Fractured Neck of Femur - Anaesthetic Trial

Fractured Neck of Femur - Anaesthetic Trial

A week-long trial at Pinderfields Hospital introduced a new way of working to treat patients with a fractured Neck of Femur (NoF) and the results were fantastic.

The issue

As a Trust we were failing to hit the Best Practice Tariff (BPT) for treating hip fractures because surgery was not being performed on patients within 36 hours of their admission.

The solution

To tackle this we trialled a different way of working for a week.

The same consultant anaesthetist covered all the cases in one of the trauma theatres for the whole week, with lists being scheduled as all day lists. A registrar was also present for most of the week to assist the consultant, allowing them to attend the morning trauma meeting – ensuring NoF patients were prioritised - without affecting the prompt start of surgery each day. The consultant also had an increased presence on the elderly care ward, reviewing patients post operatively and working closely with the ortho-geriatric team.

The results

The throughput of trauma cases during the week was high, and 10 elderly patients were admitted with fractured NoF, but the results speak for themselves.

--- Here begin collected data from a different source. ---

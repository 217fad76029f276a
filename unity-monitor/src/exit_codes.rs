// Copyright (c) The esp-ram-test Contributors
// SPDX-License-Identifier: MIT OR Apache-2.0

//! Documented exit codes for `esp-ram-test`.

/// Documented exit codes for `esp-ram-test`.
///
/// CI systems only distinguish "the firmware's tests passed" from everything else, so there are
/// just two codes. Timeouts, test failures, runs that completed without reporting any tests,
/// interrupts and setup errors all exit with [`FAILED`](Self::FAILED).
pub enum RamTestExitCode {}

impl RamTestExitCode {
    /// The run completed, at least one test ran, and no tests failed.
    pub const OK: i32 = 0;

    /// Anything else.
    pub const FAILED: i32 = 1;

    /// Returns the exit code for a run-level success value.
    pub fn from_success(success: bool) -> i32 {
        if success { Self::OK } else { Self::FAILED }
    }
}
// Copyright (c) The esp-ram-test Contributors
// SPDX-License-Identifier: MIT OR Apache-2.0

//! Load a [Unity](https://www.throwtheswitch.org/unity) test binary into the RAM of an Espressif
//! chip, watch its serial output, and report the results.
//!
//! The monitoring itself lives in the [`unity_monitor`] crate. This crate is the command-line
//! front end.

#![warn(missing_docs)]

mod dispatch;
mod errors;
mod output;

#[doc(hidden)]
pub use dispatch::*;
#[doc(hidden)]
pub use errors::*;
#[doc(hidden)]
pub use output::OutputWriter;
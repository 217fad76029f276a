// Copyright (c) The esp-ram-test Contributors
// SPDX-License-Identifier: MIT OR Apache-2.0

use crate::output::{NO_HEADING, StderrStyles};
use owo_colors::OwoColorize;
use std::error::Error;
use thiserror::Error;
use tracing::error;
use unity_monitor::{errors::*, exit_codes::RamTestExitCode};

pub(crate) type Result<T, E = ExpectedError> = std::result::Result<T, E>;

// Note that the #[error()] strings are mostly placeholder messages -- the expected way to print out
// errors is with the display_to_stderr method, which colorizes errors.

/// An error that esp-ram-test knows how to report.
#[derive(Debug, Error)]
#[doc(hidden)]
pub enum ExpectedError {
    #[error("could not determine current directory")]
    GetCurrentDirFailed {
        #[source]
        err: std::io::Error,
    },
    #[error("current directory is not valid UTF-8")]
    CurrentDirInvalidUtf8 {
        #[source]
        err: camino::FromPathBufError,
    },
    #[error("config parse error")]
    ConfigParseError {
        #[from]
        err: ConfigParseError,
    },
    #[error("serial open error")]
    SerialOpenError {
        #[from]
        err: SerialOpenError,
    },
    #[error("replay open error")]
    ReplayOpenError {
        #[from]
        err: ReplayOpenError,
    },
    #[error("load RAM error")]
    LoadRamError {
        #[from]
        err: LoadRamError,
    },
    #[error("signal handler setup error")]
    SignalHandlerSetupError {
        #[from]
        err: SignalHandlerSetupError,
    },
    #[error("runtime build error")]
    RuntimeBuildError {
        #[source]
        err: std::io::Error,
    },
    #[error("source read error")]
    SourceReadError {
        #[from]
        err: SourceReadError,
    },
    #[error("write output error")]
    WriteOutputError {
        #[source]
        err: std::io::Error,
    },
}

impl ExpectedError {
    /// Returns the exit code for the process.
    pub fn process_exit_code(&self) -> i32 {
        match self {
            Self::GetCurrentDirFailed { .. }
            | Self::CurrentDirInvalidUtf8 { .. }
            | Self::ConfigParseError { .. }
            | Self::SerialOpenError { .. }
            | Self::ReplayOpenError { .. }
            | Self::LoadRamError { .. }
            | Self::SignalHandlerSetupError { .. }
            | Self::RuntimeBuildError { .. }
            | Self::SourceReadError { .. }
            | Self::WriteOutputError { .. } => RamTestExitCode::FAILED,
        }
    }

    /// Displays this error to stderr.
    pub fn display_to_stderr(&self, styles: &StderrStyles) {
        let mut next_error = match &self {
            Self::GetCurrentDirFailed { err } => {
                error!("could not determine current directory");
                Some(err as &dyn Error)
            }
            Self::CurrentDirInvalidUtf8 { err } => {
                error!("current directory is not valid UTF-8");
                Some(err as &dyn Error)
            }
            Self::ConfigParseError { err } => {
                error!(
                    "failed to parse config at `{}`",
                    err.config_file().style(styles.bold)
                );
                Some(err.kind() as &dyn Error)
            }
            Self::SerialOpenError { err } => {
                error!(
                    "failed to open serial port `{}`",
                    err.path().style(styles.bold)
                );
                Some(err.kind() as &dyn Error)
            }
            Self::ReplayOpenError { err } => {
                error!("{err}");
                err.source()
            }
            Self::LoadRamError { err } => {
                match err {
                    LoadRamError::BinaryNotFound { path } => {
                        error!("binary file not found: `{}`", path.style(styles.bold));
                        None
                    }
                    LoadRamError::Version(err) => {
                        error!("failed to determine esptool version");
                        Some(err as &dyn Error)
                    }
                    LoadRamError::Exec { command, err } => {
                        error!("failed to execute `{}`", command.style(styles.bold));
                        Some(err as &dyn Error)
                    }
                    // The message already carries esptool's stderr.
                    other => {
                        error!("failed to load binary into RAM");
                        Some(other as &dyn Error)
                    }
                }
            }
            Self::SignalHandlerSetupError { err } => {
                error!("error setting up signal handler");
                Some(err as &dyn Error)
            }
            Self::RuntimeBuildError { err } => {
                error!("error creating async runtime");
                Some(err as &dyn Error)
            }
            Self::SourceReadError { err } => {
                error!("error reading from {}", err.source_name().style(styles.bold));
                err.source()
            }
            Self::WriteOutputError { err } => {
                error!("error writing output");
                Some(err as &dyn Error)
            }
        };

        while let Some(err) = next_error {
            error!(target: NO_HEADING, "\nCaused by:\n  {}", err);
            next_error = err.source();
        }
    }
}
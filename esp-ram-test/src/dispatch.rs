// Copyright (c) The esp-ram-test Contributors
// SPDX-License-Identifier: MIT OR Apache-2.0

use crate::{
    ExpectedError,
    errors::Result,
    output::{OutputContext, OutputOpts, OutputWriter, clap_styles},
};
use camino::{Utf8Path, Utf8PathBuf};
use clap::{Args, Parser, Subcommand};
use std::{io::Write, time::Duration};
use tracing::{error, info, warn};
use unity_monitor::{
    config::{MonitorSettings, RamTestConfig},
    exit_codes::RamTestExitCode,
    loader::{EsptoolCli, LoadRamRequest},
    monitor::{MonitorInterrupt, MonitorLoop, MonitorOutcome},
    reporter::render_summary,
    signal::SignalHandlerKind,
    source::{ByteSource, ReplaySource, SerialPort},
};

/// Load a Unity test binary into the RAM of an Espressif chip and report the results.
///
/// The binary's output is echoed as it arrives over the serial port. Once Unity reports that the
/// run is over (or the timeout passes), a summary is printed and the process exits with 0 if every
/// test passed.
#[derive(Debug, Parser)]
#[command(version, styles = clap_styles::style())]
pub struct RamTestApp {
    #[command(flatten)]
    output: OutputOpts,

    #[command(flatten)]
    config_opts: ConfigOpts,

    #[command(subcommand)]
    command: Command,
}

impl RamTestApp {
    /// Initializes the output context.
    pub fn init_output(&self) -> OutputContext {
        self.output.init()
    }

    /// Executes the app, returning the process exit code.
    pub fn exec(self, output: OutputContext, output_writer: &mut OutputWriter) -> Result<i32> {
        let cwd = current_dir()?;
        let config = self.config_opts.make_config(&cwd)?;
        self.command.exec(&config, output, output_writer)
    }
}

#[derive(Debug, Args)]
struct ConfigOpts {
    /// Config file [default: .config/esp-ram-test.toml]
    #[arg(long, global = true, value_name = "PATH", env = "ESP_RAM_TEST_CONFIG_FILE")]
    config_file: Option<Utf8PathBuf>,
}

impl ConfigOpts {
    fn make_config(&self, cwd: &Utf8Path) -> Result<RamTestConfig> {
        Ok(RamTestConfig::from_sources(cwd, self.config_file.as_deref())?)
    }
}

#[derive(Debug, Subcommand)]
enum Command {
    /// Load a binary into RAM and monitor its test output
    ///
    /// The serial port is opened before the binary is loaded, so that output printed immediately
    /// after the jump to RAM isn't lost.
    Run {
        /// ESP chip type, e.g. esp32c3
        #[arg(long, short = 'c', env = "ESP_RAM_TEST_CHIP")]
        chip: String,

        /// Path to the test binary
        #[arg(long = "binary", short = 'f', value_name = "PATH")]
        binary: Utf8PathBuf,

        #[command(flatten)]
        serial_opts: SerialOpts,

        #[command(flatten)]
        monitor_opts: MonitorOpts,

        /// The esptool executable [default: from config]
        #[arg(long, value_name = "PROGRAM", env = "ESP_RAM_TEST_ESPTOOL")]
        esptool: Option<String>,
    },

    /// Monitor test output from a device that is already running
    Monitor {
        #[command(flatten)]
        serial_opts: SerialOpts,

        #[command(flatten)]
        monitor_opts: MonitorOpts,
    },

    /// Evaluate a previously captured serial log
    Replay {
        /// Path to the captured log
        #[arg(value_name = "LOG")]
        log: Utf8PathBuf,

        #[command(flatten)]
        monitor_opts: MonitorOpts,
    },
}

impl Command {
    fn exec(
        self,
        config: &RamTestConfig,
        output: OutputContext,
        output_writer: &mut OutputWriter,
    ) -> Result<i32> {
        match self {
            Self::Run {
                chip,
                binary,
                serial_opts,
                monitor_opts,
                esptool,
            } => {
                let (port_path, baud_rate) = serial_opts.resolve(config);
                let port = SerialPort::open(&port_path, baud_rate)?;

                let esptool = esptool.unwrap_or_else(|| config.loader().esptool.clone());
                EsptoolCli::new(esptool).load_ram(&LoadRamRequest {
                    chip: &chip,
                    port: &port_path,
                    baud_rate,
                    binary: &binary,
                })?;

                let settings = monitor_opts.resolve(config);
                run_monitor(port, settings, output, output_writer)
            }
            Self::Monitor {
                serial_opts,
                monitor_opts,
            } => {
                let (port_path, baud_rate) = serial_opts.resolve(config);
                let port = SerialPort::open(&port_path, baud_rate)?;
                let settings = monitor_opts.resolve(config);
                run_monitor(port, settings, output, output_writer)
            }
            Self::Replay { log, monitor_opts } => {
                let source = ReplaySource::open(&log)?;
                let settings = monitor_opts.resolve(config);
                run_monitor(source, settings, output, output_writer)
            }
        }
    }
}

#[derive(Debug, Args)]
#[command(next_help_heading = "Serial options")]
struct SerialOpts {
    /// Serial port [default: from config, /dev/ttyUSB0]
    #[arg(long, short = 'p', value_name = "PATH", env = "ESP_RAM_TEST_PORT")]
    port: Option<Utf8PathBuf>,

    /// Baud rate [default: from config, 115200]
    #[arg(long, short = 'b', value_name = "RATE", env = "ESP_RAM_TEST_BAUD")]
    baud: Option<u32>,
}

impl SerialOpts {
    fn resolve(self, config: &RamTestConfig) -> (Utf8PathBuf, u32) {
        let port = self.port.unwrap_or_else(|| config.serial().port.clone());
        let baud = self.baud.unwrap_or(config.serial().baud_rate);
        (port, baud)
    }
}

#[derive(Debug, Args)]
#[command(next_help_heading = "Monitor options")]
struct MonitorOpts {
    /// Test timeout, in seconds or as a duration like `1m30s` [default: from config, 5s]
    #[arg(
        long,
        short = 't',
        value_name = "DURATION",
        value_parser = parse_timeout,
        env = "ESP_RAM_TEST_TIMEOUT"
    )]
    timeout: Option<Duration>,
}

impl MonitorOpts {
    fn resolve(self, config: &RamTestConfig) -> MonitorSettings {
        let settings = *config.monitor();
        match self.timeout {
            Some(timeout) => settings.with_timeout(timeout),
            None => settings,
        }
    }
}

/// Parses a timeout given either as whole seconds or as a humantime duration.
fn parse_timeout(input: &str) -> Result<Duration, String> {
    let timeout = match input.parse::<u64>() {
        Ok(secs) => Duration::from_secs(secs),
        Err(_) => humantime::parse_duration(input).map_err(|err| err.to_string())?,
    };
    if timeout.is_zero() {
        return Err("timeout must be greater than zero".to_owned());
    }
    Ok(timeout)
}

fn current_dir() -> Result<Utf8PathBuf> {
    let cwd = std::env::current_dir()
        .map_err(|err| ExpectedError::GetCurrentDirFailed { err })?;
    Utf8PathBuf::try_from(cwd).map_err(|err| ExpectedError::CurrentDirInvalidUtf8 { err })
}

fn run_monitor<S: ByteSource>(
    source: S,
    settings: MonitorSettings,
    output: OutputContext,
    output_writer: &mut OutputWriter,
) -> Result<i32> {
    let runtime = tokio::runtime::Builder::new_current_thread()
        .enable_all()
        .build()
        .map_err(|err| ExpectedError::RuntimeBuildError { err })?;
    let monitor = MonitorLoop::new(settings, SignalHandlerKind::Standard);
    monitor_and_report(&runtime, &monitor, source, output, output_writer)
}

fn monitor_and_report<S: ByteSource>(
    runtime: &tokio::runtime::Runtime,
    monitor: &MonitorLoop,
    source: S,
    output: OutputContext,
    output_writer: &mut OutputWriter,
) -> Result<i32> {
    info!("monitoring Unity test execution...");

    let mut stdout = output_writer.stdout_writer();
    let outcome = runtime.block_on(monitor.run(source, &mut stdout))?;

    let summary = render_summary(&outcome.stats, &output.report_styles());
    writeln!(stdout, "\n{summary}")
        .and_then(|()| stdout.flush())
        .map_err(|err| ExpectedError::WriteOutputError { err })?;

    report_outcome(outcome)
}

/// Logs the verdict for a finished session and returns the exit code.
fn report_outcome(outcome: MonitorOutcome) -> Result<i32> {
    let success = outcome.is_success();
    let completed = outcome.is_completed();

    match outcome.interrupt {
        Some(MonitorInterrupt::Read(err)) => return Err(err.into()),
        Some(MonitorInterrupt::Signal(event)) => {
            error!("test monitoring interrupted by {event}");
        }
        None if completed => {
            info!("Unity test execution completed!");
            if success {
                info!("all Unity tests passed!");
            } else {
                warn!(
                    "Unity tests completed with {} failures",
                    outcome.stats.tests_failed
                );
            }
        }
        None => {
            error!("test monitoring timed out or failed to detect completion");
        }
    }

    Ok(RamTestExitCode::from_success(success))
}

During the trial the average time to surgery from admission was 19 hours, there were no early deaths and some patients were discharged home within five days of admission. We saw greater theatre efficiencies and a standardisation of anaesthetic care, all the teams involved worked together extremely well, staff morale was high, and we also achieved our BPT.

Having a senior clinician providing continuity of care for the patients helped to ensure they were not delayed for inappropriate reasons. This single point of contact also facilitated communication within the Trust, as junior orthopaedic doctors knew who to contact when a NoF patient was admitted to A & E, enabling the consultant to provide early assessment and advice.

Patrick O’Connor was the consultant anaesthetist involved in the trial, he said: “I want to thank everyone who was involved in the trial, particularly the staff on Ward 42 and the theatre team. It has illustrated that by adopting different ways of working we can make improvements, which are of benefit to everyone. During the trial I felt as though we were making a positive difference to patient care and this was very rewarding.”

We are planning to introduce this way of working on a permanent basis from early in 2018 and hopefully this will see these benefits sustained for the long-term.